Without changing a character, output all of the records.

§ Material for the task
━━━━━━━━━━━━━━━━
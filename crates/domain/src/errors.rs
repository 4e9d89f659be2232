use crate::upstream::UpstreamGroupKind;
use std::fmt;
use std::path::PathBuf;
use thiserror::Error;

#[derive(Error, Debug)]
pub enum DomainError {
    #[error("I/O error: {0}")]
    IoError(String),

    #[error("reading upstream dns file {}: {message}", .path.display())]
    ManagedFileRead { path: PathBuf, message: String },

    #[error("Network error: {0}")]
    Network(String),

    #[error("Invalid content: {0}")]
    InvalidContent(String),

    #[error("Invalid URL: {0}")]
    InvalidUrl(String),

    #[error("Invalid name: {0}")]
    InvalidName(String),

    #[error("Invalid upstream: {0}")]
    InvalidUpstream(String),

    #[error("Upstream DNS file already exists: {0}")]
    ManagedFileExists(String),

    #[error("Upstream DNS file not found: {0}")]
    ManagedFileNotFound(String),

    #[error("Precondition failed: {0}")]
    Precondition(String),

    #[error("Preparing {group} upstream config: {message}")]
    UpstreamBuild {
        group: UpstreamGroupKind,
        message: String,
    },

    #[error("Closing {group} upstream config: {message}")]
    UpstreamClose {
        group: UpstreamGroupKind,
        message: String,
    },

    #[error("Creating dns proxy: {0}")]
    ProxyBuild(String),

    #[error("Starting dns server: {0}")]
    StartFailed(String),

    #[error("Upstream DNS files update procedure is already running")]
    RefreshInProgress,

    #[error("Operation cancelled")]
    Cancelled,

    #[error("{0}")]
    Joined(Box<JoinedError>),
}

impl DomainError {
    /// Attaches cleanup failures to `self` as secondary causes.
    ///
    /// The receiver always stays the root cause. An empty `deferred` list
    /// returns the receiver untouched.
    pub fn with_deferred(self, deferred: Vec<DomainError>) -> DomainError {
        if deferred.is_empty() {
            return self;
        }

        match self {
            DomainError::Joined(mut joined) => {
                joined.secondary.extend(deferred);
                DomainError::Joined(joined)
            }
            root => DomainError::Joined(Box::new(JoinedError {
                root,
                secondary: deferred,
            })),
        }
    }

    /// Joins a list of errors: the first one becomes the root cause.
    pub fn join(mut errors: Vec<DomainError>) -> Option<DomainError> {
        if errors.is_empty() {
            return None;
        }
        let root = errors.remove(0);
        Some(root.with_deferred(errors))
    }

    pub fn root_cause(&self) -> &DomainError {
        match self {
            DomainError::Joined(joined) => joined.root.root_cause(),
            other => other,
        }
    }

    pub fn secondary_causes(&self) -> &[DomainError] {
        match self {
            DomainError::Joined(joined) => &joined.secondary,
            _ => &[],
        }
    }

    /// True when the root cause is a connectivity problem rather than bad data.
    pub fn is_network(&self) -> bool {
        matches!(
            self.root_cause(),
            DomainError::Network(_) | DomainError::Cancelled
        )
    }
}

/// One root cause plus the errors raised while cleaning up after it.
#[derive(Debug)]
pub struct JoinedError {
    root: DomainError,
    secondary: Vec<DomainError>,
}

impl JoinedError {
    pub fn root(&self) -> &DomainError {
        &self.root
    }

    pub fn secondary(&self) -> &[DomainError] {
        &self.secondary
    }
}

impl fmt::Display for JoinedError {
    fn fmt(&self, f: &mut fmt::Formatter<'_>) -> fmt::Result {
        write!(f, "{}", self.root)?;
        for err in &self.secondary {
            write!(f, "; deferred: {}", err)?;
        }
        Ok(())
    }
}

impl std::error::Error for JoinedError {
    fn source(&self) -> Option<&(dyn std::error::Error + 'static)> {
        Some(&self.root)
    }
}
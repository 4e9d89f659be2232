use crate::managed_file::ManagedUpstreamFile;
use serde::{Deserialize, Serialize};

/// Managed upstream files configuration
#[derive(Debug, Clone, Deserialize, Serialize)]
pub struct UpstreamFilesConfig {
    /// Hours between automatic refreshes (0 disables background updates)
    #[serde(default = "default_update_interval_hours")]
    pub update_interval_hours: u32,

    /// Seconds between checks of the background refresh job (default: 3600)
    #[serde(default = "default_check_interval_secs")]
    pub check_interval_secs: u64,

    #[serde(default)]
    pub files: Vec<ManagedUpstreamFile>,
}

impl Default for UpstreamFilesConfig {
    fn default() -> Self {
        Self {
            update_interval_hours: default_update_interval_hours(),
            check_interval_secs: default_check_interval_secs(),
            files: vec![],
        }
    }
}

fn default_update_interval_hours() -> u32 {
    24
}

fn default_check_interval_secs() -> u64 {
    3600
}
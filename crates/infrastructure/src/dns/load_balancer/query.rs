use crate::dns::forwarding::{DnsResponse, ResponseParser};
use crate::dns::upstream::UpstreamServer;
use sluice_dns_domain::DomainError;
use std::sync::Arc;
use std::time::{Duration, Instant};
use tracing::debug;

pub struct QueryAttemptResult {
    pub response: DnsResponse,
    pub bytes: Vec<u8>,
    pub server: Arc<str>,
    pub latency_ms: u64,
}

/// Sends `query_bytes` to one upstream, retrying over TCP when a UDP
/// answer comes back truncated.
pub async fn query_server(
    server: &UpstreamServer,
    query_bytes: &[u8],
) -> Result<QueryAttemptResult, DomainError> {
    let start = Instant::now();
    let timeout = server.timeout();

    let outcome = async {
        let sent = server.transport().send(query_bytes, timeout).await?;
        let mut bytes = sent.bytes;
        let mut response = ResponseParser::parse(&bytes)?;
        check_id(query_bytes, &response, &server.display())?;

        if response.truncated {
            if let Some(tcp) = server.tcp_fallback() {
                debug!(server = %server.display(), "Response truncated (TC bit), retrying via TCP");

                let remaining = timeout
                    .checked_sub(start.elapsed())
                    .unwrap_or(Duration::from_millis(500));
                bytes = tcp.send(query_bytes, remaining).await?.bytes;
                response = ResponseParser::parse(&bytes)?;
                check_id(query_bytes, &response, &server.display())?;
            }
        }
        Ok::<_, DomainError>((response, bytes))
    }
    .await;

    match outcome {
        Ok((response, bytes)) => {
            server.record_latency(start.elapsed());
            Ok(QueryAttemptResult {
                response,
                bytes,
                server: Arc::clone(server.display()),
                latency_ms: start.elapsed().as_millis() as u64,
            })
        }
        Err(e) => {
            server.record_failure();
            Err(e)
        }
    }
}

fn check_id(query_bytes: &[u8], response: &DnsResponse, server: &str) -> Result<(), DomainError> {
    let query_id = query_bytes
        .get(..2)
        .map(|b| u16::from_be_bytes([b[0], b[1]]))
        .unwrap_or_default();
    if response.message.id() != query_id {
        return Err(DomainError::InvalidContent(format!(
            "response from {} has mismatched id {} (expected {})",
            server,
            response.message.id(),
            query_id
        )));
    }
    Ok(())
}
━━━━━━━━━━━━━━━━
§ Written solution
filename crates/domain/src/errors.rs
repository 4e9d89f659be2232
use crate::upstream::UpstreamGroupKind;
use std::fmt;
use std::path::PathBuf;
use thiserror::Error;

#[derive(Error, Debug)]
pub enum DomainError {
    #[error("I/O error: {0}")]
    IoError(String),

    #[error("reading upstream dns file {}: {message}", .path.display())]
    ManagedFileRead { path: PathBuf, message: String },

    #[error("Network error: {0}")]
    Network(String),

    #[error("Invalid content: {0}")]
    InvalidContent(String),

    #[error("Invalid URL: {0}")]
    InvalidUrl(String),

    #[error("Invalid name: {0}")]
    InvalidName(String),

    #[error("Invalid upstream: {0}")]
    InvalidUpstream(String),

    #[error("Upstream DNS file already exists: {0}")]
    ManagedFileExists(String),

    #[error("Upstream DNS file not found: {0}")]
    ManagedFileNotFound(String),

    #[error("Precondition failed: {0}")]
    Precondition(String),

    #[error("Preparing {group} upstream config: {message}")]
    UpstreamBuild {
        group: UpstreamGroupKind,
        message: String,
    },

    #[error("Closing {group} upstream config: {message}")]
    UpstreamClose {
        group: UpstreamGroupKind,
        message: String,
    },

    #[error("Creating dns proxy: {0}")]
    ProxyBuild(String),

    #[error("Starting dns server: {0}")]
    StartFailed(String),

    #[error("Upstream DNS files update procedure is already running")]
    RefreshInProgress,

    #[error("Operation cancelled")]
    Cancelled,

    #[error("{0}")]
    Joined(Box<JoinedError>),
}

impl DomainError {
    /// Attaches cleanup failures to `self` as secondary causes.
    ///
    /// The receiver always stays the root cause. An empty `deferred` list
    /// returns the receiver untouched.
    pub fn with_deferred(self, deferred: Vec<DomainError>) -> DomainError {
        if deferred.is_empty() {
            return self;
        }

        match self {
            DomainError::Joined(mut joined) => {
                joined.secondary.extend(deferred);
                DomainError::Joined(joined)
            }
            root => DomainError::Joined(Box::new(JoinedError {
                root,
                secondary: deferred,
            })),
        }
    }

    /// Joins a list of errors: the first one becomes the root cause.
    pub fn join(mut errors: Vec<DomainError>) -> Option<DomainError> {
        if errors.is_empty() {
            return None;
        }
        let root = errors.remove(0);
        Some(root.with_deferred(errors))
    }

    pub fn root_cause(&self) -> &DomainError {
        match self {
            DomainError::Joined(joined) => joined.root.root_cause(),
            other => other,
        }
    }

    pub fn secondary_causes(&self) -> &[DomainError] {
        match self {
            DomainError::Joined(joined) => &joined.secondary,
            _ => &[],
        }
    }

    /// True when the root cause is a connectivity problem rather than bad data.
    pub fn is_network(&self) -> bool {
        matches!(
            self.root_cause(),
            DomainError::Network(_) | DomainError::Cancelled
        )
    }
}

/// One root cause plus the errors raised while cleaning up after it.
#[derive(Debug)]
pub struct JoinedError {
    root: DomainError,
    secondary: Vec<DomainError>,
}

impl JoinedError {
    pub fn root(&self) -> &DomainError {
        &self.root
    }

    pub fn secondary(&self) -> &[DomainError] {
        &self.secondary
    }
}

impl fmt::Display for JoinedError {
    fn fmt(&self, f: &mut fmt::Formatter<'_>) -> fmt::Result {
        write!(f, "{}", self.root)?;
        for err in &self.secondary {
            write!(f, "; deferred: {}", err)?;
        }
        Ok(())
    }
}

impl std::error::Error for JoinedError {
    fn source(&self) -> Option<&(dyn std::error::Error + 'static)> {
        Some(&self.root)
    }
}
repository 4e9d89f659be2232
use crate::managed_file::ManagedUpstreamFile;
use serde::{Deserialize, Serialize};

/// Managed upstream files configuration
#[derive(Debug, Clone, Deserialize, Serialize)]
pub struct UpstreamFilesConfig {
    /// Hours between automatic refreshes (0 disables background updates)
    #[serde(default = "default_update_interval_hours")]
    pub update_interval_hours: u32,

    /// Seconds between checks of the background refresh job (default: 3600)
    #[serde(default = "default_check_interval_secs")]
    pub check_interval_secs: u64,

    #[serde(default)]
    pub files: Vec<ManagedUpstreamFile>,
}

impl Default for UpstreamFilesConfig {
    fn default() -> Self {
        Self {
            update_interval_hours: default_update_interval_hours(),
            check_interval_secs: default_check_interval_secs(),
            files: vec![],
        }
    }
}

fn default_update_interval_hours() -> u32 {
    24
}

fn default_check_interval_secs() -> u64 {
    3600
}
filename crates/infrastructure/src/dns/load_balancer/query.rs
use crate::dns::forwarding::{DnsResponse, ResponseParser};
use crate::dns::upstream::UpstreamServer;
use sluice_dns_domain::DomainError;
use std::sync::Arc;
use std::time::{Duration, Instant};
use tracing::debug;

pub struct QueryAttemptResult {
    pub response: DnsResponse,
    pub bytes: Vec<u8>,
    pub server: Arc<str>,
    pub latency_ms: u64,
}

/// Sends `query_bytes` to one upstream, retrying over TCP when a UDP
/// answer comes back truncated.
pub async fn query_server(
    server: &UpstreamServer,
    query_bytes: &[u8],
) -> Result<QueryAttemptResult, DomainError> {
    let start = Instant::now();
    let timeout = server.timeout();

    let outcome = async {
        let sent = server.transport().send(query_bytes, timeout).await?;
        let mut bytes = sent.bytes;
        let mut response = ResponseParser::parse(&bytes)?;
        check_id(query_bytes, &response, &server.display())?;

        if response.truncated {
            if let Some(tcp) = server.tcp_fallback() {
                debug!(server = %server.display(), "Response truncated (TC bit), retrying via TCP");

                let remaining = timeout
                    .checked_sub(start.elapsed())
                    .unwrap_or(Duration::from_millis(500));
                bytes = tcp.send(query_bytes, remaining).await?.bytes;
                response = ResponseParser::parse(&bytes)?;
                check_id(query_bytes, &response, &server.display())?;
            }
        }
        Ok::<_, DomainError>((response, bytes))
    }
    .await;

    match outcome {
        Ok((response, bytes)) => {
            server.record_latency(start.elapsed());
            Ok(QueryAttemptResult {
                response,
                bytes,
                server: Arc::clone(server.display()),
                latency_ms: start.elapsed().as_millis() as u64,
            })
        }
        Err(e) => {
            server.record_failure();
            Err(e)
        }
    }
}

fn check_id(query_bytes: &[u8], response: &DnsResponse, server: &str) -> Result<(), DomainError> {
    let query_id = query_bytes
        .get(..2)
        .map(|b| u16::from_be_bytes([b[0], b[1]]))
        .unwrap_or_default();
    if response.message.id() != query_id {
        return Err(DomainError::InvalidContent(format!(
            "response from {} has mismatched id {} (expected {})",
            server,
            response.message.id(),
            query_id
        )));
    }
    Ok(())
}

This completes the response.